As another embodiment, the calculating, by the processing component, loss values corresponding to the plurality of training samples based on the prediction results and the evaluation weights corresponding to the plurality of training samples may specifically include:
calculating the product of the prediction result of the training sample and the evaluation weight aiming at any training sample to obtain the evaluation result of the training sample so as to obtain the evaluation results corresponding to the plurality of training samples respectively; and sequentially inputting the evaluation results corresponding to the training samples into the loss function, and calculating to obtain the loss values corresponding to the training samples.
In one possible design, the loss function includes a cross-entropy function; the sequentially inputting, by the processing component, the evaluation results corresponding to the plurality of training samples into the loss function, and the calculating to obtain the loss values corresponding to the plurality of training samples may specifically include:
and inputting the evaluation results corresponding to the training samples into a cross entropy function, and calculating to obtain loss values corresponding to the training samples.
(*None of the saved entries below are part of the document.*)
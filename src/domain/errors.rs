//! Domain error types
//!
//! This module defines the error hierarchy for Garuda. All errors are
//! domain-specific and don't expose third-party types.

use thiserror::Error;

/// Main Garuda error type
///
/// This is the primary error type used throughout the application.
/// It wraps collaborator-specific error types and provides context
/// for error handling.
#[derive(Debug, Error)]
pub enum GarudaError {
    /// Configuration-related errors
    #[error("Configuration error: {0}")]
    Configuration(String),

    /// Required-field validation failures on clinical data
    #[error("Validation error: {0}")]
    Validation(String),

    /// SatuSehat registry errors
    #[error("Registry error: {0}")]
    Registry(#[from] RegistryError),

    /// Visit store errors
    #[error("Store error: {0}")]
    Store(#[from] StoreError),

    /// SIMRS source errors
    #[error("Source error: {0}")]
    Source(#[from] SourceError),

    /// Bundle mapping/assembly errors
    #[error("Mapping error: {0}")]
    Mapping(String),

    /// Serialization/deserialization errors
    #[error("Serialization error: {0}")]
    Serialization(String),

    /// I/O errors
    #[error("I/O error: {0}")]
    Io(String),

    /// Generic errors with context
    #[error("{0}")]
    Other(String),
}

/// SatuSehat registry errors
///
/// Outcomes of a registry call, classified the way the publish engine
/// needs them: transport failures and authorization rejections happen
/// before a usable response exists, while server/response errors carry
/// the body the registry returned.
#[derive(Debug, Error)]
pub enum RegistryError {
    /// Transport-level failure; no response was obtained
    #[error("request execution failed: {0}")]
    Execution(String),

    /// The registry rejected our credentials or token (401)
    #[error("unauthorized ({status}): {body}")]
    Unauthorized { status: u16, body: String },

    /// The registry returned a server error (5xx)
    #[error("server error ({status}): {body}")]
    Server { status: u16, body: String },

    /// The registry returned a non-success response (4xx other than 401)
    #[error("response error ({status}): {body}")]
    Response { status: u16, body: String },

    /// A lookup returned no matching resource
    #[error("{resource} not found: {body}")]
    NotFound { resource: String, body: String },
}

impl RegistryError {
    /// True when the error occurred before an application-level response
    /// was obtained (transport failure or rejected authorization).
    ///
    /// The publish engine leaves the record untouched for these and
    /// retries on the next sweep.
    pub fn is_pre_response(&self) -> bool {
        matches!(
            self,
            RegistryError::Execution(_) | RegistryError::Unauthorized { .. }
        )
    }

    /// Response body associated with the error, if one was obtained.
    pub fn body(&self) -> Option<&str> {
        match self {
            RegistryError::Execution(_) => None,
            RegistryError::Unauthorized { body, .. }
            | RegistryError::Server { body, .. }
            | RegistryError::Response { body, .. }
            | RegistryError::NotFound { body, .. } => Some(body),
        }
    }
}

/// Visit store errors
#[derive(Debug, Error)]
pub enum StoreError {
    /// Failed to open or bootstrap the store
    #[error("failed to open store: {0}")]
    Open(String),

    /// A query failed
    #[error("query failed: {0}")]
    Query(String),

    /// A write failed
    #[error("write failed: {0}")]
    Write(String),

    /// A stored row could not be decoded
    #[error("failed to decode row: {0}")]
    Decode(String),
}

/// SIMRS source errors
#[derive(Debug, Error)]
pub enum SourceError {
    /// Failed to connect to the hospital database
    #[error("failed to connect to SIMRS: {0}")]
    ConnectionFailed(String),

    /// A query failed
    #[error("query failed: {0}")]
    QueryFailed(String),

    /// A row could not be decoded into a domain type
    #[error("failed to decode row: {0}")]
    Decode(String),
}

// Conversion from std::io::Error
impl From<std::io::Error> for GarudaError {
    fn from(err: std::io::Error) -> Self {
        GarudaError::Io(err.to_string())
    }
}

// Conversion from serde_json::Error
impl From<serde_json::Error> for GarudaError {
    fn from(err: serde_json::Error) -> Self {
        GarudaError::Serialization(err.to_string())
    }
}

// Conversion from toml parse errors
impl From<toml::de::Error> for GarudaError {
    fn from(err: toml::de::Error) -> Self {
        GarudaError::Configuration(format!("TOML parse error: {err}"))
    }
}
As a possible implementation manner, the sequentially inputting, by the processing component, the evaluation results corresponding to the multiple training samples into the cross entropy function, and calculating to obtain the loss values corresponding to the multiple training samples may specifically include:
determining label information corresponding to the training samples respectively; and inputting label information and an evaluation result corresponding to any training sample into the cross entropy function, and calculating to obtain a loss value corresponding to the training sample so as to obtain a loss value corresponding to each of the plurality of training samples.
In yet another possible design, the calculating, by the processing component, a product of the prediction result and the evaluation weight of the training sample for any training sample to obtain the evaluation result of the training sample, so as to obtain the evaluation result corresponding to each of the plurality of training samples may specifically include:
for any training sample, determining a plurality of prediction probabilities in a prediction result corresponding to the training sample; respectively calculating products of the plurality of prediction probabilities and the evaluation weight to obtain a plurality of evaluation probabilities; and determining the evaluation results of the training samples formed by the plurality of evaluation probabilities so as to obtain the evaluation results corresponding to the plurality of training samples respectively.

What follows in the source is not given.